PeakVisor 3D map of Piatra Tăiată - Mohorul ridge section
A spectacular route that can be made with little effort is the one leading to the three lakes, the Cîlcescu, the Pencu, and the Vidal. The route starts from Obârșia Lotrului chalet, and goes up to the Lotrului Valley. The marking is a red cross combined with a red triangle and takes up to 6-7 hours to complete.
The adjacent valleys, Latoriței and Jieț, also lead to a lot of glacier lakes, so if you are passionate about them, a circuit of each valley will provide awesomeness at a relatively low effort.

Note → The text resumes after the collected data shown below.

//! 디바이스 모델

use serde::{Deserialize, Serialize};
use std::collections::BTreeMap;

use super::pin_model::PinState;

/// 외부 저장소가 토큰으로 찾아 준 디바이스 레코드
#[derive(Debug, Clone, PartialEq, Eq, Serialize, Deserialize)]
#[serde(rename_all = "camelCase")]
pub struct DeviceRecord {
    #[serde(alias = "id")]
    pub device_id: String,
    pub token: String,
    #[serde(default)]
    pub name: Option<String>,
}

/// 디바이스가 INTERNAL 프레임으로 보내는 자기 정보
///
/// 알려진 키는 필드로, 나머지는 `extra`에 그대로 보존됩니다.
#[derive(Debug, Clone, Default, PartialEq, Eq, Serialize, Deserialize)]
#[serde(rename_all = "camelCase")]
pub struct DeviceInfo {
    pub firmware_version: Option<String>,
    pub build_id: Option<String>,
    pub heartbeat_interval: Option<u32>,
    pub buffer_size: Option<u32>,
    pub device_model: Option<String>,
    pub template_id: Option<String>,
    pub extra: BTreeMap<String, String>,
}

/// 대시보드에 내려 주는 디바이스 상태 스냅샷
#[derive(Debug, Clone, PartialEq, Serialize, Deserialize)]
#[serde(rename_all = "camelCase")]
pub struct DeviceStatus {
    pub device_id: String,
    pub online: bool,
    pub connected_at: Option<i64>,
    pub virtual_pins: Vec<PinState>,
    pub digital_pins: Vec<PinState>,
}

impl DeviceStatus {
    pub fn offline(device_id: impl Into<String>) -> Self {
        Self {
            device_id: device_id.into(),
            online: false,
            connected_at: None,
            virtual_pins: Vec::new(),
            digital_pins: Vec::new(),
        }
    }
}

Petroşani is a small mining city from where you can start your Parâng journey. Just 8 km away you will find the Rusu Hotel, an ex-chalet situated at 1,168m. From here, you can take the trails that lead to a chalet complex at 1,600m, this being the easiest way to the massif. Also from Petroşani, you can reach Groapa Seacă chalet, situated in Cheile Jieţului, 18 km outside the city.
Just before getting to Rânca ski resort, there is a small town of Novaci. From here you get access to Cerbu mountain and pass Rânca chalet on your way to the main ridge.
You can access the massif starting from Peştera Muierii chalet, where you can get by car in half an hour.